Through the joint assignment, Education for Girls, it prompts fathers to protect their daughters’ rights and put them through schools and promotes girl's education while maintaining 1:1 boy-to-girl ratio in their schools. In year 2017,Oriflame India, a subsidiary of Swedish cosmetics major had sponsored education for 1000 girls and also donated two buses for the students of Deepalaya for smooth conveyance and distant travel and the initiative also marked the beginning of celebratory year for the company as it completed 50 years globally. The company had also promised monetary support as part of its continuous support starting from year 2006 and encourage individuals to dream and transform them into reality.

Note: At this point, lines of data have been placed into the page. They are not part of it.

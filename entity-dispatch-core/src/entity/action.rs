//! Intent and outcome messages for one entity type
//!
//! Naming follows the two-phase pattern: an intent (`List`, `Create`, ...)
//! starts a request, and a `*Did*` outcome carrying the same [`RequestId`]
//! reports how it settled.

use std::fmt;

use serde::{Deserialize, Serialize};

use super::Entity;
use crate::action::{Action, ActionSummary};
use crate::page::{ListQuery, Page, SearchQuery};

/// The kind of gateway request an intent starts.
#[derive(Debug, Clone, Copy, PartialEq, Eq, PartialOrd, Ord, Hash, Serialize, Deserialize)]
#[serde(rename_all = "lowercase")]
pub enum RequestKind {
    List,
    Search,
    Get,
    Create,
    Update,
    Remove,
}

impl RequestKind {
    pub fn as_str(self) -> &'static str {
        match self {
            RequestKind::List => "list",
            RequestKind::Search => "search",
            RequestKind::Get => "get",
            RequestKind::Create => "create",
            RequestKind::Update => "update",
            RequestKind::Remove => "remove",
        }
    }

    /// List and search write the same slot (`items` + `pagination`), so
    /// they share one ordering key. Mutations are one-shot and unordered.
    pub fn ordering_key(self) -> Option<RequestKind> {
        match self {
            RequestKind::List | RequestKind::Search => Some(RequestKind::List),
            _ => None,
        }
    }
}

impl fmt::Display for RequestKind {
    fn fmt(&self, f: &mut fmt::Formatter<'_>) -> fmt::Result {
        f.write_str(self.as_str())
    }
}

/// Identifies one in-flight request: its kind plus a per-store sequence
/// number that only ever grows.
#[derive(Debug, Clone, Copy, PartialEq, Eq, PartialOrd, Ord, Hash, Serialize, Deserialize)]
pub struct RequestId {
    pub kind: RequestKind,
    pub seq: u64,
}

impl RequestId {
    pub fn new(kind: RequestKind, seq: u64) -> Self {
        Self { kind, seq }
    }
}

impl fmt::Display for RequestId {
    fn fmt(&self, f: &mut fmt::Formatter<'_>) -> fmt::Result {
        write!(f, "{}#{}", self.kind, self.seq)
    }
}

/// Gateway operation declared by the reducer.
#[derive(Debug, Clone, PartialEq)]
pub enum ApiOp<T: Entity> {
    List(ListQuery),
    Search(SearchQuery),
    Get { id: String },
    Create(T::Input),
    Update { id: String, input: T::Input },
    Remove { id: String },
}

impl<T: Entity> ApiOp<T> {
    pub fn kind(&self) -> RequestKind {
        match self {
            ApiOp::List(_) => RequestKind::List,
            ApiOp::Search(_) => RequestKind::Search,
            ApiOp::Get { .. } => RequestKind::Get,
            ApiOp::Create(_) => RequestKind::Create,
            ApiOp::Update { .. } => RequestKind::Update,
            ApiOp::Remove { .. } => RequestKind::Remove,
        }
    }
}

/// Effect emitted by the reducer for every accepted intent.
#[derive(Debug, Clone, PartialEq)]
pub struct ApiRequest<T: Entity> {
    pub id: RequestId,
    pub op: ApiOp<T>,
}

/// Every message an entity store understands.
#[derive(Debug, Clone, PartialEq)]
pub enum EntityAction<T: Entity> {
    // ===== Intents =====
    /// Load a page, optionally sorted and filtered.
    List(ListQuery),
    /// Free-text search.
    Search(SearchQuery),
    /// Load one entity by id and select it.
    Fetch(String),
    Create(T::Input),
    Update { id: String, input: T::Input },
    Remove(String),
    /// Replay the last search if a term is active, else the last list.
    Reload,
    /// Point the selection at an id (or clear it).
    Select(Option<String>),
    /// Back to the initial state (logout, teardown).
    Reset,

    // ===== Outcomes =====
    ListDidLoad { request: RequestId, page: Page<T> },
    ListDidError { request: RequestId, error: String },
    SearchDidLoad { request: RequestId, page: Page<T> },
    SearchDidError { request: RequestId, error: String },
    FetchDidLoad { request: RequestId, entity: T },
    FetchDidError { request: RequestId, error: String },
    CreateDidSucceed { request: RequestId, entity: T },
    CreateDidError { request: RequestId, error: String },
    UpdateDidSucceed { request: RequestId, entity: T },
    UpdateDidError { request: RequestId, error: String },
    RemoveDidSucceed { request: RequestId, id: String },
    RemoveDidError { request: RequestId, error: String },
}

impl<T: Entity> EntityAction<T> {
    /// Request id for outcome messages, `None` for intents.
    pub fn request(&self) -> Option<RequestId> {
        match self {
            EntityAction::ListDidLoad { request, .. }
            | EntityAction::ListDidError { request, .. }
            | EntityAction::SearchDidLoad { request, .. }
            | EntityAction::SearchDidError { request, .. }
            | EntityAction::FetchDidLoad { request, .. }
            | EntityAction::FetchDidError { request, .. }
            | EntityAction::CreateDidSucceed { request, .. }
            | EntityAction::CreateDidError { request, .. }
            | EntityAction::UpdateDidSucceed { request, .. }
            | EntityAction::UpdateDidError { request, .. }
            | EntityAction::RemoveDidSucceed { request, .. }
            | EntityAction::RemoveDidError { request, .. } => Some(*request),
            _ => None,
        }
    }

    pub fn is_outcome(&self) -> bool {
        self.request().is_some()
    }

    /// Normalized failure message for `*DidError` outcomes.
    pub fn error(&self) -> Option<&str> {
        match self {
            EntityAction::ListDidError { error, .. }
            | EntityAction::SearchDidError { error, .. }
            | EntityAction::FetchDidError { error, .. }
            | EntityAction::CreateDidError { error, .. }
            | EntityAction::UpdateDidError { error, .. }
            | EntityAction::RemoveDidError { error, .. } => Some(error),
            _ => None,
        }
    }
}

impl<T: Entity> Action for EntityAction<T> {
    fn name(&self) -> &'static str {
        match self {
            EntityAction::List(_) => "List",
            EntityAction::Search(_) => "Search",
            EntityAction::Fetch(_) => "Fetch",
            EntityAction::Create(_) => "Create",
            EntityAction::Update { .. } => "Update",
            EntityAction::Remove(_) => "Remove",
            EntityAction::Reload => "Reload",
            EntityAction::Select(_) => "Select",
            EntityAction::Reset => "Reset",
            EntityAction::ListDidLoad { .. } => "ListDidLoad",
            EntityAction::ListDidError { .. } => "ListDidError",
            EntityAction::SearchDidLoad { .. } => "SearchDidLoad",
            EntityAction::SearchDidError { .. } => "SearchDidError",
            EntityAction::FetchDidLoad { .. } => "FetchDidLoad",
            EntityAction::FetchDidError { .. } => "FetchDidError",
            EntityAction::CreateDidSucceed { .. } => "CreateDidSucceed",
            EntityAction::CreateDidError { .. } => "CreateDidError",
            EntityAction::UpdateDidSucceed { .. } => "UpdateDidSucceed",
            EntityAction::UpdateDidError { .. } => "UpdateDidError",
            EntityAction::RemoveDidSucceed { .. } => "RemoveDidSucceed",
            EntityAction::RemoveDidError { .. } => "RemoveDidError",
        }
    }

    fn scope(&self) -> Option<&'static str> {
        Some(T::NAME)
    }
}

/// Pages are summarized by their counters instead of the full records.
impl<T: Entity> ActionSummary for EntityAction<T> {
    fn summary(&self) -> String {
        match self {
            EntityAction::ListDidLoad { request, page }
            | EntityAction::SearchDidLoad { request, page } => format!(
                "{} {{ request: {}, items: {}, total: {}, page: {}/{} }}",
                self.name(),
                request,
                page.content.len(),
                page.total_elements,
                page.page_index.saturating_add(1),
                page.total_pages
            ),
            EntityAction::FetchDidLoad { request, entity }
            | EntityAction::CreateDidSucceed { request, entity }
            | EntityAction::UpdateDidSucceed { request, entity } => format!(
                "{} {{ request: {}, id: {:?} }}",
                self.name(),
                request,
                entity.id()
            ),
            _ => format!("{:?}", self),
        }
    }
}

Deepalaya currently operates two schools. One is located in the Kalkaji extension area of Delhi and caters to slum children and the other one is situated 30 km away from Gurugram, in village Gusbethi in Nuh district of Haryana. Currently, Nuh is educationally the most backward districts in the country and Gusbethi is the most backward part of Nuh and hence the school is playing vital role in the transformation of local culture.

In year 2014, Amway Opportunity Foundation (AOF), the corporate social responsibility arm of Amway India, organised a special event for the students of Deepalaya School, New Delhi, to celebrate the AOF day and the event commenced with students of Deepalaya performing a cultural program and later followed by a painting competition and a puppet show and this made the children feel overjoyed to participate in all the competitions and they took part with full enthusiasm. It was also pledged during the event by the members of AOF along with students of Deepalaya to end child malnutrition across the globe by providing their colourful handprints to the global mural, as a part of the “Power of 5 Campaign”, an initiative undertaken to address the issue of malnourishment amongst kids, especially those below 5 years of age and for every colourful handprint, Amway will donate US$1 up to a total of US $400,000 to CARE International towards the support of underprivileged children and through this initiative AOF also planned to break the Guinness World record of the maximum handprints from any country which at that year stood at 30,000. The association of both organisations started since 2009 and AOF sponsors annual education of 22 students of and organizes health check-ups for over 350 students of Deepalaya every year.

Innovative methodology for education of children at risk aims to toughen formal and transitional schooling programmes.

== Health ==

Deepalaya has entered into Healthcare in 1986 and the organisation has "Mobile Health Units" that visits households, educate them about diseases such as AIDS, and provide health care services at doorsteps.

Deepalaya is involved in two health projects, A.P Dewan clinic and the Kalkaji Extension. The A.P Dewan clinic is funded by the Dewan Foundation Ltd. The clinic has served more than 7,000 patients to date (MBA Article Index). With pre-natal and post-natal treatments provided, Deepalaya has also brought down significantly the cases of abortion and infant death.

The organisation also runs a 22 bed mini-hospital in Gusbethi in Haryana with secondary services in Institutional Delivery and Cataract operations and also menstrual health education to around 10,000 female children.

Deepalaya Special Unit in Sanjay Colony is equipped with learning tools and different toys for disabled children to engage in. There are special educators, speech therapists, physiotherapists, community mobilizers and occupational therapists.

== Awards and recognition ==

- Sat Paul Mittal Appreciation Award 2018 in the “Institution” Category.
- Delhi NGO Leadership Award.
- Guidestar India NGO Transparency Award.
- Global CSR Leadership Award by ABP news.
- Best NGO Award from Indo-American Chamber of Commerce.
- Indian Excellence Awards by APAC Insider.